Dataset records
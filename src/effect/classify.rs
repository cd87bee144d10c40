//! Classification of a variant against a single transcript.
//!
//! The classifier walks a fixed sequence of guards and stops at the first
//! that applies: biotype, completeness, exon overlap, UTR position, and
//! finally the reading-frame effect on the coding sequence.

use crate::config::AnnotatorConfig;
use crate::effect::CodingEffect;
use crate::error::FerroError;
use crate::reference::{is_coding_biotype, Transcript};
use crate::sequence::reverse_complement;
use crate::translate::{to_one_letter_string, translate, CodonTable};
use crate::variant::Variant;
use serde::{Deserialize, Serialize};
use std::collections::HashSet;

/// How the amino acids of an in-frame change are reported
#[derive(Debug, Clone, Copy, PartialEq, Eq, Hash, Default, Serialize, Deserialize)]
#[serde(rename_all = "lowercase")]
pub enum TranslationMode {
    /// Translate the affected codons with the standard genetic code
    #[default]
    Standard,
    /// Report every in-frame change as `V` -> `E`
    Placeholder,
}

const PLACEHOLDER_ORIGINAL: &str = "V";
const PLACEHOLDER_REPLACEMENT: &str = "E";

/// Classifies variants against transcripts
#[derive(Debug, Clone)]
pub struct TranscriptClassifier {
    codon_table: CodonTable,
    translation: TranslationMode,
    coding_biotypes: Option<HashSet<String>>,
}

impl Default for TranscriptClassifier {
    fn default() -> Self {
        Self::new()
    }
}

impl TranscriptClassifier {
    /// Classifier using the standard code and the built-in coding biotypes
    pub fn new() -> Self {
        Self {
            codon_table: CodonTable::standard(),
            translation: TranslationMode::default(),
            coding_biotypes: None,
        }
    }

    pub fn from_config(config: &AnnotatorConfig) -> Self {
        let classifier = Self::new().with_translation(config.translation);
        match &config.coding_biotypes {
            Some(biotypes) => classifier.with_coding_biotypes(biotypes.iter().cloned()),
            None => classifier,
        }
    }

    pub fn with_translation(mut self, translation: TranslationMode) -> Self {
        self.translation = translation;
        self
    }

    /// Replace the built-in coding biotype set
    pub fn with_coding_biotypes<I, S>(mut self, biotypes: I) -> Self
    where
        I: IntoIterator<Item = S>,
        S: Into<String>,
    {
        self.coding_biotypes = Some(biotypes.into_iter().map(Into::into).collect());
        self
    }

    pub fn translation(&self) -> TranslationMode {
        self.translation
    }

    fn is_coding_biotype(&self, biotype: &str) -> bool {
        match &self.coding_biotypes {
            Some(biotypes) => biotypes.contains(biotype),
            None => is_coding_biotype(biotype),
        }
    }

    /// Determine the effect of `variant` on `transcript`
    ///
    /// # Errors
    ///
    /// Fails when the transcript's coordinates or sequence are inconsistent
    /// with the variant: a position maps before the transcript start, an
    /// end of the span falls in an intron, the span straddles the start or
    /// stop boundary, or the coding sequence disagrees with the reference
    /// allele.
    pub fn classify(
        &self,
        variant: &Variant,
        transcript: &Transcript,
    ) -> Result<CodingEffect, FerroError> {
        if !self.is_coding_biotype(&transcript.biotype) {
            return Ok(CodingEffect::NonCoding);
        }

        if !transcript.complete {
            return Ok(CodingEffect::Incomplete);
        }
        let (utr5_length, coding_sequence) = match (
            transcript.first_start_codon_spliced_offset,
            transcript.coding_sequence.as_deref(),
        ) {
            (Some(offset), Some(sequence)) => (offset as i64, sequence),
            _ => {
                tracing::debug!(
                    "{} is flagged complete but lacks a start codon or coding sequence",
                    transcript.id
                );
                return Ok(CodingEffect::Incomplete);
            }
        };

        if !transcript.overlaps_any_exon(
            variant.contig(),
            variant.position(),
            variant.end_position(),
        ) {
            return Ok(CodingEffect::Intronic);
        }

        let (reference_allele, alternate_allele) = if transcript.strand.is_reverse() {
            (
                reverse_complement(variant.reference_allele()),
                reverse_complement(variant.alternate_allele()),
            )
        } else {
            (
                variant.reference_allele().to_string(),
                variant.alternate_allele().to_string(),
            )
        };

        let first = spliced_offset(transcript, variant, variant.position())?;
        let last = spliced_offset(transcript, variant, variant.end_position())?;
        let start_offset = first.min(last) - utr5_length;
        let end_offset = first.max(last) - utr5_length;

        if start_offset <= 0 && end_offset <= 0 {
            return Ok(CodingEffect::FivePrimeUtr);
        }
        let cds_length = coding_sequence.len() as i64;
        if start_offset >= cds_length && end_offset >= cds_length {
            return Ok(CodingEffect::ThreePrimeUtr);
        }
        if start_offset < 0 || end_offset >= cds_length {
            return Err(FerroError::UtrCdsBoundary {
                transcript: transcript.id.clone(),
                variant: variant.to_string(),
                start: start_offset,
                end: end_offset,
            });
        }

        let start = start_offset as usize;
        let end = end_offset as usize;
        let observed = coding_sequence.get(start..=end).unwrap_or_default();
        if !observed.eq_ignore_ascii_case(&reference_allele) {
            return Err(FerroError::ReferenceSequenceMismatch {
                transcript: transcript.id.clone(),
                variant: variant.to_string(),
                start: start_offset,
                end: end_offset,
                expected: reference_allele,
                found: observed.to_string(),
            });
        }

        let amino_acid_position = (start / 3) as u64;
        let length_difference = reference_allele.len() as i64 - alternate_allele.len() as i64;
        let effect = if length_difference % 3 != 0 {
            CodingEffect::Frameshift {
                amino_acid_position,
            }
        } else {
            let (original, replacement) = match self.translation {
                TranslationMode::Standard => {
                    self.translate_change(coding_sequence, start, end, &alternate_allele)
                }
                TranslationMode::Placeholder => (
                    PLACEHOLDER_ORIGINAL.to_string(),
                    PLACEHOLDER_REPLACEMENT.to_string(),
                ),
            };
            CodingEffect::Substitution {
                amino_acid_position,
                original,
                replacement,
            }
        };

        tracing::debug!("{} on {}: {}", variant, transcript.id, effect);
        Ok(effect)
    }

    /// Translate the codons touched by `[start, end]` before and after the edit
    fn translate_change(
        &self,
        coding_sequence: &str,
        start: usize,
        end: usize,
        alternate_allele: &str,
    ) -> (String, String) {
        let bases = coding_sequence.as_bytes();
        let codon_start = start - start % 3;
        let codon_end = ((end / 3 + 1) * 3).min(bases.len());

        let original = String::from_utf8_lossy(&bases[codon_start..codon_end]);
        let mut edited = String::with_capacity(codon_end - codon_start + alternate_allele.len());
        edited.push_str(&String::from_utf8_lossy(&bases[codon_start..start]));
        edited.push_str(alternate_allele);
        edited.push_str(&String::from_utf8_lossy(&bases[end + 1..codon_end]));

        (
            to_one_letter_string(&translate(&self.codon_table, &original.to_ascii_uppercase())),
            to_one_letter_string(&translate(&self.codon_table, &edited.to_ascii_uppercase())),
        )
    }
}

/// Spliced offset of a variant position, or the error explaining why it has none
fn spliced_offset(
    transcript: &Transcript,
    variant: &Variant,
    position: u64,
) -> Result<i64, FerroError> {
    match transcript.spliced_offset(position) {
        Some(offset) if offset < 0 => Err(FerroError::CoordinateOutOfRange {
            transcript: transcript.id.clone(),
            position,
            offset,
        }),
        Some(offset) => Ok(offset),
        None => Err(FerroError::ExonIntronBoundary {
            transcript: transcript.id.clone(),
            variant: variant.to_string(),
            position,
        }),
    }
}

◆ AIM OF THE EXERCISE
Whenever a line in the data holds "const", copy that line.

◆ ANSWER BOX
const PLACEHOLDER_ORIGINAL: &str = "V";
const PLACEHOLDER_REPLACEMENT: &str = "E";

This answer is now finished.